Start of Information supplied
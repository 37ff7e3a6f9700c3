//! Core lexical analyzer
//!
//! Splits raw text into lexemes. Rules, first match wins at each position:
//! whitespace is skipped; `"` followed somewhere by another `"` forms one
//! string literal token with both quotes; a run of word characters is one
//! token; every other character is a token of its own. An unmatched `"` is
//! therefore a one-character token.

use crate::config::compile_time::lexical::MAX_TOKEN_COUNT;
use crate::logging::{codes, Code, DiagnosticCollector, DiagnosticSource, TraceLog};
use crate::tokens::{is_word_char, Token, TokenClass, TokenStream};
use crate::utils::{Position, Span};
use std::iter::Peekable;
use std::str::CharIndices;

/// Lexical analysis errors
#[derive(Debug, Clone, PartialEq, Eq, thiserror::Error)]
pub enum LexerError {
    #[error("Too many tokens: limit of {limit} reached")]
    TooManyTokens { limit: usize },
}

impl LexerError {
    pub fn error_code(&self) -> Code {
        match self {
            LexerError::TooManyTokens { .. } => codes::lexical::TOO_MANY_TOKENS,
        }
    }
}

impl DiagnosticSource for LexerError {
    fn error_code(&self) -> Code {
        LexerError::error_code(self)
    }
}

/// Token counts per class for one tokenization
#[derive(Debug, Default, Clone, PartialEq, Eq)]
pub struct LexicalMetrics {
    pub total_tokens: usize,
    pub keyword_tokens: usize,
    pub word_tokens: usize,
    pub string_literals: usize,
    pub punctuation_tokens: usize,
    pub symbol_tokens: usize,
    pub unmatched_quotes: usize,
    pub max_string_length: usize,
    pub line_count: u32,
}

impl LexicalMetrics {
    pub(crate) fn record_token(&mut self, token: &Token) {
        self.total_tokens += 1;

        match token.class {
            TokenClass::Keyword(_) => self.keyword_tokens += 1,
            TokenClass::Word => self.word_tokens += 1,
            TokenClass::StringLiteral => {
                self.string_literals += 1;
                self.max_string_length = self.max_string_length.max(token.lexeme.len());
            }
            TokenClass::Punctuation(_) => self.punctuation_tokens += 1,
            TokenClass::Symbol => {
                self.symbol_tokens += 1;
                if token.is("\"") {
                    self.unmatched_quotes += 1;
                }
            }
        }
    }

    /// One-line summary for the trace
    pub fn summary(&self) -> String {
        format!(
            "Lexical metrics: {} keywords, {} words, {} string literals, {} punctuation, {} symbols ({} unmatched quotes), {} lines",
            self.keyword_tokens,
            self.word_tokens,
            self.string_literals,
            self.punctuation_tokens,
            self.symbol_tokens,
            self.unmatched_quotes,
            self.line_count
        )
    }
}

/// Core lexical analyzer
#[derive(Debug)]
pub struct LexicalAnalyzer {
    metrics: LexicalMetrics,
    token_limit: usize,
}

impl Default for LexicalAnalyzer {
    fn default() -> Self {
        Self {
            metrics: LexicalMetrics::default(),
            token_limit: MAX_TOKEN_COUNT,
        }
    }
}

type Chars<'a> = Peekable<CharIndices<'a>>;

impl LexicalAnalyzer {
    pub fn new() -> Self {
        Self::default()
    }

    /// Analyzer that stops after `limit` tokens; never above `MAX_TOKEN_COUNT`
    pub fn with_token_limit(limit: usize) -> Self {
        Self {
            token_limit: limit.min(MAX_TOKEN_COUNT),
            ..Self::default()
        }
    }

    pub fn token_limit(&self) -> usize {
        self.token_limit
    }

    pub fn metrics(&self) -> &LexicalMetrics {
        &self.metrics
    }

    /// Tokenize the full source, narrating to `trace`.
    /// Exceeding the token limit records one diagnostic and stops scanning.
    pub fn tokenize(
        &mut self,
        source: &str,
        trace: &mut TraceLog,
        diagnostics: &mut DiagnosticCollector,
    ) -> TokenStream {
        self.metrics = LexicalMetrics::default();

        let mut tokens: Vec<Token> = Vec::new();
        let mut chars = source.char_indices().peekable();
        let mut pos = Position::start();

        while let Some(&(offset, ch)) = chars.peek() {
            if ch.is_whitespace() {
                chars.next();
                pos = pos.advance(ch);
                continue;
            }

            if tokens.len() >= self.token_limit {
                let error = LexerError::TooManyTokens {
                    limit: self.token_limit,
                };
                let span = Span::new(pos, pos.advance(ch));
                diagnostics.add_error(&error, tokens.len(), Some(span));
                trace.log(format!("Lexing stopped: {}", error));
                break;
            }

            let start = pos;
            let end_offset = if ch == '"' {
                Self::scan_string(source, offset)
            } else if is_word_char(ch) {
                Self::scan_word(&mut chars)
            } else {
                offset + ch.len_utf8()
            };

            let lexeme = &source[offset..end_offset];
            pos = pos.advance_str(lexeme);
            Self::skip_to(&mut chars, end_offset);

            let token = Token::new(lexeme, tokens.len(), Span::new(start, pos));
            self.metrics.record_token(&token);
            tokens.push(token);
        }

        self.metrics.line_count = pos.line;

        let stream = TokenStream::new(tokens);
        trace.log(format!(
            "Tokenized {} tokens: {:?}",
            stream.len(),
            stream.lexemes()
        ));
        trace.log(self.metrics.summary());
        stream
    }

    /// End offset of a string literal starting at `start`, or of the lone quote
    fn scan_string(source: &str, start: usize) -> usize {
        match source[start + 1..].find('"') {
            Some(rel) => start + 1 + rel + 1,
            None => start + 1,
        }
    }

    /// End offset of the word run under the cursor; leaves the cursor in place
    fn scan_word(chars: &mut Chars<'_>) -> usize {
        let mut lookahead = chars.clone();
        let mut end = 0;
        while let Some(&(offset, ch)) = lookahead.peek() {
            if !is_word_char(ch) {
                break;
            }
            end = offset + ch.len_utf8();
            lookahead.next();
        }
        end
    }

    fn skip_to(chars: &mut Chars<'_>, end_offset: usize) {
        while chars.next_if(|&(offset, _)| offset < end_offset).is_some() {}
    }
}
End of Information supplied
Work to be completed - Go through the entries above and count the lines holding the word "DiagnosticCollector"; write nothing but the number.

Output for this task - 2